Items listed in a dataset
+++

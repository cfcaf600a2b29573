//! Error types for the client core.

/// Errors surfaced by operations against the remote triage API.
///
/// Every variant is caught at the boundary of the operation that issued the
/// request and converted into a message held in view state; nothing here is
/// allowed to propagate as an unhandled failure. Nothing is retried
/// automatically - the user re-triggers the operation.
#[derive(Debug, thiserror::Error)]
pub enum ApiError {
    /// HTTP 401 - credentials missing, expired, or rejected. Stored
    /// credentials are not cleared automatically; the server is the
    /// authority on expiry.
    #[error("Unauthorized: please login")]
    Unauthorized,

    /// HTTP 403 - authenticated but lacking privileges. Role-gated views
    /// should have redirected before this could be hit.
    #[error("Forbidden: insufficient privileges")]
    Forbidden,

    /// Network failure or a non-2xx status not covered above.
    #[error("Request failed{}", status.map(|s| format!(": status {s}")).unwrap_or_default())]
    Transport {
        status: Option<u16>,
        message: String,
    },

    /// Response body matched neither recognized shape. Consumers degrade to
    /// an empty batch rather than guessing at the structure.
    #[error("Malformed response: {0}")]
    MalformedResponse(String),

    /// Credential storage read/write failed. The affected feature behaves
    /// as if no credential were present.
    #[error("Storage access failed: {0}")]
    Storage(String),
}

impl ApiError {
    pub(crate) fn from_status(status: reqwest::StatusCode) -> Self {
        match status.as_u16() {
            401 => ApiError::Unauthorized,
            403 => ApiError::Forbidden,
            code => ApiError::Transport {
                status: Some(code),
                message: format!("status {code}"),
            },
        }
    }

    pub(crate) fn transport(err: reqwest::Error) -> Self {
        ApiError::Transport {
            status: err.status().map(|s| s.as_u16()),
            message: err.to_string(),
        }
    }

    /// Message suitable for direct display in view state.
    pub fn user_message(&self) -> String {
        self.to_string()
    }
}

pub type Result<T> = std::result::Result<T, ApiError>;

#[cfg(test)]
mod tests {
    use super::*;

    #[test]
    fn test_status_mapping() {
        assert!(matches!(
            ApiError::from_status(reqwest::StatusCode::UNAUTHORIZED),
            ApiError::Unauthorized
        ));
        assert!(matches!(
            ApiError::from_status(reqwest::StatusCode::FORBIDDEN),
            ApiError::Forbidden
        ));
        assert!(matches!(
            ApiError::from_status(reqwest::StatusCode::INTERNAL_SERVER_ERROR),
            ApiError::Transport {
                status: Some(500),
                ..
            }
        ));
    }

    #[test]
    fn test_user_messages() {
        assert_eq!(ApiError::Unauthorized.user_message(), "Unauthorized: please login");
        assert_eq!(
            ApiError::Forbidden.user_message(),
            "Forbidden: insufficient privileges"
        );
        let transport = ApiError::Transport {
            status: Some(502),
            message: "status 502".to_string(),
        };
        assert_eq!(transport.user_message(), "Request failed: status 502");
    }
}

+++

• _ASSIGNED TASK_: Set down every entry exactly as given.

• _TASK RESULT_:
repository cfcaf600a2b29573
//! Error types for the client core.

/// Errors surfaced by operations against the remote triage API.
///
/// Every variant is caught at the boundary of the operation that issued the
/// request and converted into a message held in view state; nothing here is
/// allowed to propagate as an unhandled failure. Nothing is retried
/// automatically - the user re-triggers the operation.
#[derive(Debug, thiserror::Error)]
pub enum ApiError {
    /// HTTP 401 - credentials missing, expired, or rejected. Stored
    /// credentials are not cleared automatically; the server is the
    /// authority on expiry.
    #[error("Unauthorized: please login")]
    Unauthorized,

    /// HTTP 403 - authenticated but lacking privileges. Role-gated views
    /// should have redirected before this could be hit.
    #[error("Forbidden: insufficient privileges")]
    Forbidden,

    /// Network failure or a non-2xx status not covered above.
    #[error("Request failed{}", status.map(|s| format!(": status {s}")).unwrap_or_default())]
    Transport {
        status: Option<u16>,
        message: String,
    },

    /// Response body matched neither recognized shape. Consumers degrade to
    /// an empty batch rather than guessing at the structure.
    #[error("Malformed response: {0}")]
    MalformedResponse(String),

    /// Credential storage read/write failed. The affected feature behaves
    /// as if no credential were present.
    #[error("Storage access failed: {0}")]
    Storage(String),
}

impl ApiError {
    pub(crate) fn from_status(status: reqwest::StatusCode) -> Self {
        match status.as_u16() {
            401 => ApiError::Unauthorized,
            403 => ApiError::Forbidden,
            code => ApiError::Transport {
                status: Some(code),
                message: format!("status {code}"),
            },
        }
    }

    pub(crate) fn transport(err: reqwest::Error) -> Self {
        ApiError::Transport {
            status: err.status().map(|s| s.as_u16()),
            message: err.to_string(),
        }
    }

    /// Message suitable for direct display in view state.
    pub fn user_message(&self) -> String {
        self.to_string()
    }
}

pub type Result<T> = std::result::Result<T, ApiError>;

#[cfg(test)]
mod tests {
    use super::*;

    #[test]
    fn test_status_mapping() {
        assert!(matches!(
            ApiError::from_status(reqwest::StatusCode::UNAUTHORIZED),
            ApiError::Unauthorized
        ));
        assert!(matches!(
            ApiError::from_status(reqwest::StatusCode::FORBIDDEN),
            ApiError::Forbidden
        ));
        assert!(matches!(
            ApiError::from_status(reqwest::StatusCode::INTERNAL_SERVER_ERROR),
            ApiError::Transport {
                status: Some(500),
                ..
            }
        ));
    }

    #[test]
    fn test_user_messages() {
        assert_eq!(ApiError::Unauthorized.user_message(), "Unauthorized: please login");
        assert_eq!(
            ApiError::Forbidden.user_message(),
            "Forbidden: insufficient privileges"
        );
        let transport = ApiError::Transport {
            status: Some(502),
            message: "status 502".to_string(),
        };
        assert_eq!(transport.user_message(), "Request failed: status 502");
    }
}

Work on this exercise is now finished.